Что было, по-вашему, главной причиной такого фантастического успеха? Очень мало книг во Франции расходились миллионным тиражом.

Толчком послужила Премия критиков; с этого момента началась коррида. Эта премия сыграла большую роль, она по-настоящему «раскрутила» книгу. Был коктейль, журналисты, фотографы, мой возраст их поразил, они увидели в этом хороший материал для статей и фотографий. Вообще, мне кажется, литературные премии – это что-то вроде лотереи, за редким исключением. Да, они полезны тем, кто их получает. Это позволяет им год или два работать, не имея материальных забот. А так, я не думаю, что это кому-нибудь нужно.

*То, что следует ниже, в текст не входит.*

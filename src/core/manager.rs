//! The change dispatcher.

use crate::core::builder::ManagerBuilder;
use crate::core::registry::SubscriptionRegistry;
use crate::core::reloader::{ChangeHandler, FieldSetter, Reloader};
use crate::core::router::FieldBinding;
use crate::error::{ReloadError, Result};
use crate::pattern::PatternKind;
use parking_lot::RwLock;
use std::sync::{Arc, Weak};
use tracing::{debug, error, info};

#[cfg(feature = "metrics")]
use crate::metrics::DispatchMetrics;

/// Registry and field binding, guarded together by one lock.
struct ManagerState {
    registry: SubscriptionRegistry,
    binding: Option<Arc<FieldBinding>>,
}

struct Shared {
    state: RwLock<ManagerState>,
    suppress_unchanged: bool,
    #[cfg(feature = "metrics")]
    metrics: Option<DispatchMetrics>,
}

/// Routes configuration change notifications to registered subscribers.
///
/// A configuration source calls [`handle_change`](Self::handle_change) once
/// per detected change. The manager invokes, in order:
///
/// 1. handlers registered under the exact key, in registration order,
/// 2. handlers of every wildcard pattern matching the key,
/// 3. the structured field setter, if one is bound and the key falls under
///    an allowed prefix.
///
/// Dispatch stops at the first failing handler and returns its error. Effects
/// of handlers that already ran are not rolled back, so a failed change may
/// be partially applied.
///
/// Handlers run on the caller's thread with no lock held; a handler may
/// register further subscriptions on the same manager.
///
/// Cloning a `Manager` is cheap and yields a handle to the same dispatcher.
///
/// # Examples
///
/// ```rust
/// use hotswap_reload::prelude::*;
///
/// # fn example() -> hotswap_reload::error::Result<()> {
/// let manager = Manager::new();
///
/// manager.register_handler("server.features.*", |key, old, new| {
///     println!("{key}: {old} -> {new}");
///     Ok(())
/// })?;
///
/// manager.handle_change("server.features.rate_limit.rate", "100", "200")?;
/// # Ok(())
/// # }
/// # example().unwrap();
/// ```
#[derive(Clone)]
pub struct Manager {
    inner: Arc<Shared>,
}

impl Manager {
    /// Create an empty dispatcher with default settings.
    pub fn new() -> Self {
        ManagerBuilder::new().build()
    }

    /// Create a builder for a dispatcher with custom settings.
    pub fn builder() -> ManagerBuilder {
        ManagerBuilder::new()
    }

    pub(crate) fn with_parts(
        suppress_unchanged: bool,
        #[cfg(feature = "metrics")] metrics: Option<DispatchMetrics>,
    ) -> Self {
        Self {
            inner: Arc::new(Shared {
                state: RwLock::new(ManagerState {
                    registry: SubscriptionRegistry::new(),
                    binding: None,
                }),
                suppress_unchanged,
                #[cfg(feature = "metrics")]
                metrics,
            }),
        }
    }

    /// Create a weak handle that does not keep the dispatcher alive.
    ///
    /// Handlers that need to register further subscriptions should capture a
    /// `ManagerRef` rather than a `Manager`.
    pub fn downgrade(&self) -> ManagerRef {
        ManagerRef {
            inner: Arc::downgrade(&self.inner),
        }
    }

    /// Subscribe a validating component.
    ///
    /// For every pattern returned by [`Reloader::patterns`], a handler is
    /// appended that calls `validate` and, only if it succeeds, `on_change`.
    ///
    /// # Errors
    ///
    /// Never fails on a live manager; see [`ManagerRef::register_reloader`].
    pub fn register_reloader(&self, reloader: Arc<dyn Reloader>) -> Result<()> {
        let patterns = self.inner.state.write().registry.add_reloader(reloader);

        info!(
            pattern_count = patterns.len(),
            patterns = ?patterns,
            "Config reloader registered"
        );

        Ok(())
    }

    /// Subscribe a raw handler to `pattern`.
    ///
    /// Handlers registered later for the same pattern run later.
    ///
    /// # Errors
    ///
    /// Never fails on a live manager; see [`ManagerRef::register_handler`].
    pub fn register_handler<F>(&self, pattern: impl Into<String>, handler: F) -> Result<()>
    where
        F: Fn(&str, &str, &str) -> Result<()> + Send + Sync + 'static,
    {
        self.register_shared_handler(pattern, Arc::new(handler))
    }

    /// Subscribe an already shared handler to `pattern`.
    pub fn register_shared_handler(
        &self,
        pattern: impl Into<String>,
        handler: ChangeHandler,
    ) -> Result<()> {
        let pattern = pattern.into();
        debug!(
            pattern = %pattern,
            kind = ?PatternKind::of(&pattern),
            "Config change handler registered"
        );

        self.inner.state.write().registry.add_handler(pattern, handler);
        Ok(())
    }

    /// Bind or replace the structured field setter.
    ///
    /// Keys under any of `allowed_prefixes` are decomposed into
    /// `module.field_path` and forwarded to `setter` after all pattern
    /// handlers. The setter and prefixes are replaced together. An empty
    /// prefix list disables routing.
    pub fn set_field_setter<S, I, P>(&self, setter: S, allowed_prefixes: I)
    where
        S: FieldSetter + 'static,
        I: IntoIterator<Item = P>,
        P: Into<String>,
    {
        self.bind(Arc::new(setter), allowed_prefixes.into_iter().map(Into::into).collect());
    }

    pub(crate) fn bind(&self, setter: Arc<dyn FieldSetter>, allowed_prefixes: Vec<String>) {
        debug!(allowed_prefixes = ?allowed_prefixes, "Field setter bound");

        #[allow(unused_mut)]
        let mut binding = FieldBinding::new(setter, allowed_prefixes, self.inner.suppress_unchanged);

        #[cfg(feature = "metrics")]
        {
            binding.metrics = self.inner.metrics.clone();
        }

        self.inner.state.write().binding = Some(Arc::new(binding));
    }

    /// Dispatch one configuration change.
    ///
    /// A change with no interested subscribers succeeds.
    ///
    /// # Errors
    ///
    /// Returns the first error raised by a handler, in execution order.
    /// Handlers after the failing one are not invoked.
    pub fn handle_change(&self, key: &str, old_value: &str, new_value: &str) -> Result<()> {
        #[cfg(feature = "metrics")]
        let timer = self.inner.metrics.as_ref().map(DispatchMetrics::start_dispatch);

        let result = self.dispatch(key, old_value, new_value);

        #[cfg(feature = "metrics")]
        if let (Some(metrics), Some(timer)) = (&self.inner.metrics, timer) {
            match &result {
                Ok(()) => metrics.record_dispatch_success(timer),
                Err(err) => metrics.record_dispatch_failure(timer, err),
            }
        }

        result
    }

    fn dispatch(&self, key: &str, old_value: &str, new_value: &str) -> Result<()> {
        for handler in self.matched_handlers(key) {
            if let Err(err) = handler(key, old_value, new_value) {
                error!(
                    key,
                    old_value,
                    new_value,
                    error = %err,
                    "Failed to handle config change"
                );
                return Err(err);
            }
        }

        Ok(())
    }

    /// Snapshot the handlers for `key`; the lock is released on return.
    fn matched_handlers(&self, key: &str) -> Vec<ChangeHandler> {
        let (mut handlers, binding) = {
            let state = self.inner.state.read();
            (state.registry.matching(key), state.binding.clone())
        };

        if let Some(binding) = binding.filter(|binding| binding.admits(key)) {
            handlers.push(binding.handler());
        }

        handlers
    }

    /// Patterns that currently have at least one handler.
    pub fn patterns(&self) -> Vec<String> {
        self.inner.state.read().registry.patterns()
    }

    /// Number of handlers registered under exactly `pattern`.
    pub fn handler_count(&self, pattern: &str) -> usize {
        self.inner.state.read().registry.handler_count(pattern)
    }

    /// Total number of handlers across all patterns.
    pub fn total_handlers(&self) -> usize {
        self.inner.state.read().registry.total_handlers()
    }

    /// Number of registered reloaders.
    pub fn reloader_count(&self) -> usize {
        self.inner.state.read().registry.reloader_count()
    }

    /// Prefixes routed to the field setter, or `None` if no setter is bound.
    pub fn allowed_prefixes(&self) -> Option<Vec<String>> {
        self.inner
            .state
            .read()
            .binding
            .as_ref()
            .map(|binding| binding.allowed_prefixes().to_vec())
    }
}

impl Default for Manager {
    fn default() -> Self {
        Self::new()
    }
}

/// A weak handle to a [`Manager`].
///
/// Once every `Manager` clone is dropped the handle refers to an absent
/// dispatcher: registrations fail with [`ReloadError::InvalidArgument`],
/// rebinding the field setter does nothing, and dispatch fails with
/// [`ReloadError::InvalidState`].
#[derive(Clone)]
pub struct ManagerRef {
    inner: Weak<Shared>,
}

impl ManagerRef {
    /// Upgrade to a strong handle if the dispatcher is still alive.
    pub fn upgrade(&self) -> Option<Manager> {
        self.inner.upgrade().map(|inner| Manager { inner })
    }

    /// See [`Manager::register_reloader`].
    ///
    /// # Errors
    ///
    /// Returns [`ReloadError::InvalidArgument`] if the manager is gone.
    pub fn register_reloader(&self, reloader: Arc<dyn Reloader>) -> Result<()> {
        self.upgrade()
            .ok_or_else(|| ReloadError::InvalidArgument("manager or reloader is absent".to_string()))?
            .register_reloader(reloader)
    }

    /// See [`Manager::register_handler`].
    ///
    /// # Errors
    ///
    /// Returns [`ReloadError::InvalidArgument`] if the manager is gone.
    pub fn register_handler<F>(&self, pattern: impl Into<String>, handler: F) -> Result<()>
    where
        F: Fn(&str, &str, &str) -> Result<()> + Send + Sync + 'static,
    {
        self.upgrade()
            .ok_or_else(|| ReloadError::InvalidArgument("manager or handler is absent".to_string()))?
            .register_handler(pattern, handler)
    }

    /// See [`Manager::set_field_setter`]. Does nothing if the manager is gone.
    pub fn set_field_setter<S, I, P>(&self, setter: S, allowed_prefixes: I)
    where
        S: FieldSetter + 'static,
        I: IntoIterator<Item = P>,
        P: Into<String>,
    {
        if let Some(manager) = self.upgrade() {
            manager.set_field_setter(setter, allowed_prefixes);
        }
    }

    /// See [`Manager::handle_change`].
    ///
    /// # Errors
    ///
    /// Returns [`ReloadError::InvalidState`] if the manager is gone, otherwise
    /// the first handler error.
    pub fn handle_change(&self, key: &str, old_value: &str, new_value: &str) -> Result<()> {
        self.upgrade()
            .ok_or_else(|| ReloadError::InvalidState("manager is absent".to_string()))?
            .handle_change(key, old_value, new_value)
    }
}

Тогда же появилась статья в «Фигаро», в которой Мориак назвал меня «прелестным маленьким чудовищем», кажется, так. А я, разумеется, вовсе не была ни прелестной, ни маленькой, ни тем более чудовищем… Я была самой обыкновенной девушкой, любила жить, смеяться, танцевать, видеться с друзьями, слушать музыку, читать. В общем, ничего особенного.

И вы сами не можете объяснить этот практически беспрецедентный успех?

Все обрушилось на меня внезапно, как волна. Я первая была удивлена успехом; думаю, реклама сыграла немаловажную роль, и потом, моя книга легко читалась, и у читателя не складывалось ощущения, что до него снисходят. Но, в сущности, у меня нет этому серьезного объяснения. Реклама конечно же всего не объясняет; если бы еще я «пошла» только у буржуазии… но нет же. Так в чем дело? Было, наверное, что-то еще… Ох! Нет, не знаю.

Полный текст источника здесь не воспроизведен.